Apesar do aumento deste tipo de serviço, a diretora executiva da Acispes, Pollyana Chagas, afirmou que a agência, que atende exclusivamente pacientes do SUS, tem conseguido absorver as demandas dos municípios consorciados. De acordo com ela, a instituição, inclusive, conta com uma equipe multidisciplinar para cuidados de pacientes no pós-Covid-19. “O impacto da doença para a Acispes foi bem relevante. Identificamos um aumento na procura de exame e consultas, principalmente na parte cardiológica. Muitos pacientes desenvolveram outras condições que demandam acompanhamento”, analisa Pollyana.
Conforme Pollyana, exames como ecocardiograma, raio-X e tomografia de tórax, além de ultrassom para identificação de fenômenos tromboembólicos (sequelas comuns após a doença), têm sido os mais buscados por pacientes. Em relação às especialidades médicas, houve aumento de cerca de 30% nos atendimentos da cardiologia, angiologia, pneumologia e neurologia. “As condições e sequelas pós-Covid-19, se não tratadas, podem se tornar crônicas. Como a doença afeta diferentes parte do corpo, é preciso um tratamento multidisciplinar. Por isso os municípios têm que olhar com atenção, fortalecer a atenção primária e cuidar do pós-Covid, que pode até ser até fatal”.

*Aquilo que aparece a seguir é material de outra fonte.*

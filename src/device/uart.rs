//! 16550-compatible UART, reduced to what a console driver needs.
//!
//! Transmitted bytes land in an output queue the host drains with
//! [`Uart::take_output`]; the host pushes keystrokes with
//! [`Uart::push_input`]. The transmitter is always empty, so `LSR.THRE` and
//! `LSR.TEMT` stay set.

use std::collections::VecDeque;

const RBR_THR: u64 = 0;
const IER: u64 = 1;
const IIR_FCR: u64 = 2;
const LCR: u64 = 3;
const MCR: u64 = 4;
const LSR: u64 = 5;
const MSR: u64 = 6;
const SCR: u64 = 7;

const IER_RX_AVAILABLE: u8 = 0x01;
const IER_THR_EMPTY: u8 = 0x02;

const IIR_NO_INTERRUPT: u8 = 0x01;
const IIR_THR_EMPTY: u8 = 0x02;
const IIR_RX_AVAILABLE: u8 = 0x04;
const IIR_FIFO_ENABLED: u8 = 0xc0;

const LSR_DATA_READY: u8 = 0x01;
const LSR_THR_EMPTY: u8 = 0x20;
const LSR_TX_EMPTY: u8 = 0x40;

const LCR_DLAB: u8 = 0x80;

#[derive(Debug, Default)]
pub struct Uart {
    input: VecDeque<u8>,
    output: VecDeque<u8>,
    ier: u8,
    lcr: u8,
    mcr: u8,
    scr: u8,
    fcr: u8,
    divisor: u16,
    // THRE interrupt is edge-like: raised on THR write or IER enable,
    // cleared when IIR reports it.
    thre_pending: bool,
}

impl Uart {
    pub fn new() -> Self {
        Self::default()
    }

    pub fn push_input(&mut self, byte: u8) {
        self.input.push_back(byte);
    }

    /// Next transmitted byte, 0 when nothing is queued.
    pub fn take_output(&mut self) -> u8 {
        self.output.pop_front().unwrap_or(0)
    }

    pub fn has_output(&self) -> bool {
        !self.output.is_empty()
    }

    fn dlab(&self) -> bool {
        self.lcr & LCR_DLAB != 0
    }

    fn lsr(&self) -> u8 {
        let mut lsr = LSR_THR_EMPTY | LSR_TX_EMPTY;
        if !self.input.is_empty() {
            lsr |= LSR_DATA_READY;
        }
        lsr
    }

    fn iir(&self) -> u8 {
        let fifo = if self.fcr & 1 != 0 { IIR_FIFO_ENABLED } else { 0 };
        let id = if self.ier & IER_RX_AVAILABLE != 0 && !self.input.is_empty() {
            IIR_RX_AVAILABLE
        } else if self.ier & IER_THR_EMPTY != 0 && self.thre_pending {
            IIR_THR_EMPTY
        } else {
            IIR_NO_INTERRUPT
        };
        fifo | id
    }

    /// Level of the interrupt line towards the PLIC.
    pub fn interrupting(&self) -> bool {
        self.iir() & IIR_NO_INTERRUPT == 0
    }

    pub fn load(&mut self, offset: u64) -> u8 {
        match offset {
            RBR_THR if !self.dlab() => self.input.pop_front().unwrap_or(0),
            IIR_FCR => {
                let iir = self.iir();
                if iir & 0x0f == IIR_THR_EMPTY {
                    self.thre_pending = false;
                }
                iir
            }
            _ => self.peek(offset),
        }
    }

    /// Register read without the side effects of [`Uart::load`].
    pub fn peek(&self, offset: u64) -> u8 {
        match offset {
            RBR_THR if self.dlab() => self.divisor as u8,
            RBR_THR => self.input.front().copied().unwrap_or(0),
            IER if self.dlab() => (self.divisor >> 8) as u8,
            IER => self.ier,
            IIR_FCR => self.iir(),
            LCR => self.lcr,
            MCR => self.mcr,
            LSR => self.lsr(),
            // CTS, DSR, DCD asserted
            MSR => 0xb0,
            SCR => self.scr,
            _ => 0,
        }
    }

    pub fn store(&mut self, offset: u64, value: u8) {
        match offset {
            RBR_THR if self.dlab() => self.divisor = (self.divisor & 0xff00) | value as u16,
            RBR_THR => {
                self.output.push_back(value);
                self.thre_pending = true;
            }
            IER if self.dlab() => {
                self.divisor = (self.divisor & 0x00ff) | ((value as u16) << 8);
            }
            IER => {
                if value & IER_THR_EMPTY != 0 && self.ier & IER_THR_EMPTY == 0 {
                    self.thre_pending = true;
                }
                self.ier = value & 0x0f;
            }
            IIR_FCR => {
                self.fcr = value;
                // receiver FIFO reset
                if value & 0x02 != 0 {
                    self.input.clear();
                }
            }
            LCR => self.lcr = value,
            MCR => self.mcr = value,
            SCR => self.scr = value,
            _ => {}
        }
    }
}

O enfermeiro responsável técnico da Acispes, Guilherme Reis, também destaca a importância do cuidado multidisciplinar para a recuperação funcional e psicológica do paciente. “As sequelas deixadas pela Covid-19 não são só físicas, também são psicossociais. E cada paciente é único, tem um tipo de limitação, que precisa ser trabalhada de forma individual. A Acispes tenta orientar medidas para minimizar essas sequelas. Atualmente temos um tratamento continuado e multidisciplinar, com médico, enfermeiro, nutricionista, assistente social, fisioterapeuta, farmacêutico e psicólogo para orientação destes pacientes”, afirma.